#[async_trait]
impl MailboxClient for InMemoryMailbox {
    async fn search_messages(
        &self,
        query: &str,
        max_results: usize,
    ) -> MailboxResult<Vec<EmailSummary>> {
        let state = self.begin(MailboxCall::SearchMessages {
            query: query.to_owned(),
            max_results,
        })?;
        let terms: Vec<String> = query
            .split_whitespace()
            .map(|t| t.to_lowercase())
            .collect();
        let hits = state
            .messages
            .iter()
            .filter(|m| matches_query(m, &terms))
            .map(|m| m.summary.clone())
            .collect();
        Ok(newest_first(hits, max_results))
    }

    async fn list_unread(&self, max_results: usize) -> MailboxResult<Vec<EmailSummary>> {
        let state = self.begin(MailboxCall::ListUnread { max_results })?;
        let hits = state
            .messages
            .iter()
            .filter(|m| !m.summary.is_read)
            .map(|m| m.summary.clone())
            .collect();
        Ok(newest_first(hits, max_results))
    }

    async fn get_message(&self, id: &str) -> MailboxResult<Option<EmailDetails>> {
        let state = self.begin(MailboxCall::GetMessage { id: id.to_owned() })?;
        Ok(state.messages.iter().find(|m| m.summary.id == id).cloned())
    }

    async fn send_message(&self, email: &OutgoingEmail) -> MailboxResult<()> {
        let mut state = self.begin(MailboxCall::SendMessage(email.clone()))?;
        if email.to.is_empty() {
            return Err(MailboxError::InvalidInput(
                "at least one recipient is required".to_owned(),
            ));
        }
        state.sent.push(email.clone());
        Ok(())
    }

    async fn reply_to_message(&self, id: &str, body: &str) -> MailboxResult<()> {
        let mut state = self.begin(MailboxCall::ReplyToMessage {
            id: id.to_owned(),
            body: body.to_owned(),
        })?;
        let original = state.message_mut(id)?;
        let reply = OutgoingEmail {
            to: vec![original.summary.sender_address.clone()],
            subject: format!("Re: {}", original.summary.subject),
            body: body.to_owned(),
            cc: Vec::new(),
            bcc: Vec::new(),
        };
        state.sent.push(reply);
        Ok(())
    }

    async fn forward_message(
        &self,
        id: &str,
        to: &[String],
        comment: Option<&str>,
    ) -> MailboxResult<()> {
        let mut state = self.begin(MailboxCall::ForwardMessage {
            id: id.to_owned(),
            to: to.to_vec(),
            comment: comment.map(str::to_owned),
        })?;
        let original = state.message_mut(id)?;
        let body = match comment {
            Some(c) => format!("{c}\n\n---------- Forwarded message ----------\n{}", original.body),
            None => format!("---------- Forwarded message ----------\n{}", original.body),
        };
        let forward = OutgoingEmail {
            to: to.to_vec(),
            subject: format!("Fwd: {}", original.summary.subject),
            body,
            cc: Vec::new(),
            bcc: Vec::new(),
        };
        state.sent.push(forward);
        Ok(())
    }

    async fn delete_message(&self, id: &str) -> MailboxResult<()> {
        let mut state = self.begin(MailboxCall::DeleteMessage { id: id.to_owned() })?;
        let before = state.messages.len();
        state.messages.retain(|m| m.summary.id != id);
        if state.messages.len() == before {
            return Err(MailboxError::NotFound(format!("message {id}")));
        }
        Ok(())
    }

    async fn move_message(&self, id: &str, folder: &str) -> MailboxResult<()> {
        let mut state = self.begin(MailboxCall::MoveMessage {
            id: id.to_owned(),
            folder: folder.to_owned(),
        })?;
        let folder_name = state
            .folder_named(folder)
            .map(|f| f.name.clone())
            .ok_or_else(|| MailboxError::NotFound(format!("folder {folder}")))?;
        state.message_mut(id)?.folder = Some(folder_name);
        Ok(())
    }

    async fn flag_message(&self, id: &str, flagged: bool) -> MailboxResult<()> {
        let mut state = self.begin(MailboxCall::FlagMessage {
            id: id.to_owned(),
            flagged,
        })?;
        state.message_mut(id)?.summary.flagged = flagged;
        Ok(())
    }

    async fn mark_read(&self, id: &str, read: bool) -> MailboxResult<()> {
        let mut state = self.begin(MailboxCall::MarkRead {
            id: id.to_owned(),
            read,
        })?;
        state.message_mut(id)?.summary.is_read = read;
        Ok(())
    }

    async fn list_events(&self, days_ahead: u32) -> MailboxResult<Vec<CalendarEvent>> {
        let state = self.begin(MailboxCall::ListEvents { days_ahead })?;
        let now = Utc::now();
        let horizon = now + Duration::days(i64::from(days_ahead));
        let mut events: Vec<CalendarEvent> = state
            .events
            .iter()
            .filter(|e| e.end >= now && e.start <= horizon)
            .cloned()
            .collect();
        events.sort_by(|a, b| a.start.cmp(&b.start));
        Ok(events)
    }

    async fn create_event(&self, event: &NewEvent) -> MailboxResult<CalendarEvent> {
        let mut state = self.begin(MailboxCall::CreateEvent(event.clone()))?;
        if event.end <= event.start {
            return Err(MailboxError::InvalidInput(
                "event end must be after its start".to_owned(),
            ));
        }
        let created = CalendarEvent {
            id: state.next_id("evt"),
            subject: event.subject.clone(),
            start: event.start,
            end: event.end,
            location: event.location.clone(),
            attendees: event.attendees.clone(),
        };
        state.events.push(created.clone());
        Ok(created)
    }

    async fn delete_event(&self, id: &str) -> MailboxResult<()> {
        let mut state = self.begin(MailboxCall::DeleteEvent { id: id.to_owned() })?;
        let before = state.events.len();
        state.events.retain(|e| e.id != id);
        if state.events.len() == before {
            return Err(MailboxError::NotFound(format!("event {id}")));
        }
        Ok(())
    }

    async fn list_folders(&self) -> MailboxResult<Vec<MailFolder>> {
        let state = self.begin(MailboxCall::ListFolders)?;
        let folders = state
            .folders
            .iter()
            .map(|f| {
                let in_folder = state
                    .messages
                    .iter()
                    .filter(|m| m.folder.as_deref() == Some(f.name.as_str()));
                let (total, unread) = in_folder.fold((0u32, 0u32), |(t, u), m| {
                    (t + 1, u + u32::from(!m.summary.is_read))
                });
                MailFolder {
                    total_count: total,
                    unread_count: unread,
                    ..f.clone()
                }
            })
            .collect();
        Ok(folders)
    }

    async fn create_folder(&self, name: &str, parent: Option<&str>) -> MailboxResult<MailFolder> {
        let mut state = self.begin(MailboxCall::CreateFolder {
            name: name.to_owned(),
            parent: parent.map(str::to_owned),
        })?;
        if state.folder_named(name).is_some() {
            return Err(MailboxError::InvalidInput(format!(
                "a folder named {name} already exists"
            )));
        }
        let parent_id = match parent {
            Some(p) => Some(
                state
                    .folder_named(p)
                    .map(|f| f.id.clone())
                    .ok_or_else(|| MailboxError::NotFound(format!("folder {p}")))?,
            ),
            None => None,
        };
        let folder = MailFolder {
            id: state.next_id("folder"),
            name: name.to_owned(),
            parent_id,
            unread_count: 0,
            total_count: 0,
        };
        state.folders.push(folder.clone());
        Ok(folder)
    }

    async fn rename_folder(&self, id: &str, name: &str) -> MailboxResult<()> {
        let mut state = self.begin(MailboxCall::RenameFolder {
            id: id.to_owned(),
            name: name.to_owned(),
        })?;
        let folder = state
            .folders
            .iter_mut()
            .find(|f| f.id == id)
            .ok_or_else(|| MailboxError::NotFound(format!("folder {id}")))?;
        let old = std::mem::replace(&mut folder.name, name.to_owned());
        for message in &mut state.messages {
            if message.folder.as_deref() == Some(old.as_str()) {
                message.folder = Some(name.to_owned());
            }
        }
        Ok(())
    }

    async fn delete_folder(&self, id: &str) -> MailboxResult<()> {
        let mut state = self.begin(MailboxCall::DeleteFolder { id: id.to_owned() })?;
        let before = state.folders.len();
        state.folders.retain(|f| f.id != id);
        if state.folders.len() == before {
            return Err(MailboxError::NotFound(format!("folder {id}")));
        }
        Ok(())
    }

    async fn list_tasks(&self) -> MailboxResult<Vec<TaskItem>> {
        let state = self.begin(MailboxCall::ListTasks)?;
        Ok(state.tasks.clone())
    }

    async fn create_task(&self, task: &NewTask) -> MailboxResult<TaskItem> {
        let mut state = self.begin(MailboxCall::CreateTask(task.clone()))?;
        let created = TaskItem {
            id: state.next_id("task"),
            title: task.title.clone(),
            due: task.due,
            completed: false,
            body: task.body.clone(),
        };
        state.tasks.push(created.clone());
        Ok(created)
    }

    async fn complete_task(&self, id: &str) -> MailboxResult<()> {
        let mut state = self.begin(MailboxCall::CompleteTask { id: id.to_owned() })?;
        let task = state
            .tasks
            .iter_mut()
            .find(|t| t.id == id)
            .ok_or_else(|| MailboxError::NotFound(format!("task {id}")))?;
        task.completed = true;
        Ok(())
    }

    async fn delete_task(&self, id: &str) -> MailboxResult<()> {
        let mut state = self.begin(MailboxCall::DeleteTask { id: id.to_owned() })?;
        let before = state.tasks.len();
        state.tasks.retain(|t| t.id != id);
        if state.tasks.len() == before {
            return Err(MailboxError::NotFound(format!("task {id}")));
        }
        Ok(())
    }

    async fn list_rules(&self) -> MailboxResult<Vec<MailRule>> {
        let state = self.begin(MailboxCall::ListRules)?;
        Ok(state.rules.clone())
    }

    async fn create_rule(&self, rule: &NewRule) -> MailboxResult<MailRule> {
        let mut state = self.begin(MailboxCall::CreateRule(rule.clone()))?;
        let created = MailRule {
            id: state.next_id("rule"),
            name: rule.name.clone(),
            enabled: true,
            from_address: rule.from_address.clone(),
            subject_contains: rule.subject_contains.clone(),
            move_to_folder: rule.move_to_folder.clone(),
            mark_read: rule.mark_read,
        };
        state.rules.push(created.clone());
        Ok(created)
    }

    async fn delete_rule(&self, id: &str) -> MailboxResult<()> {
        let mut state = self.begin(MailboxCall::DeleteRule { id: id.to_owned() })?;
        let before = state.rules.len();
        state.rules.retain(|r| r.id != id);
        if state.rules.len() == before {
            return Err(MailboxError::NotFound(format!("rule {id}")));
        }
        Ok(())
    }

    async fn search_contacts(&self, query: &str) -> MailboxResult<Vec<ContactEntry>> {
        let state = self.begin(MailboxCall::SearchContacts {
            query: query.to_owned(),
        })?;
        let q = query.to_lowercase();
        Ok(state
            .contacts
            .iter()
            .filter(|c| {
                c.display_name.to_lowercase().contains(&q) || c.email.to_lowercase().contains(&q)
            })
            .cloned()
            .collect())
    }
}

Problem requirements: In the data above, which lines include "Forwarded"? Return those lines.

Exercise response:
            Some(c) => format!("{c}\n\n---------- Forwarded message ----------\n{}", original.body),
            None => format!("---------- Forwarded message ----------\n{}", original.body),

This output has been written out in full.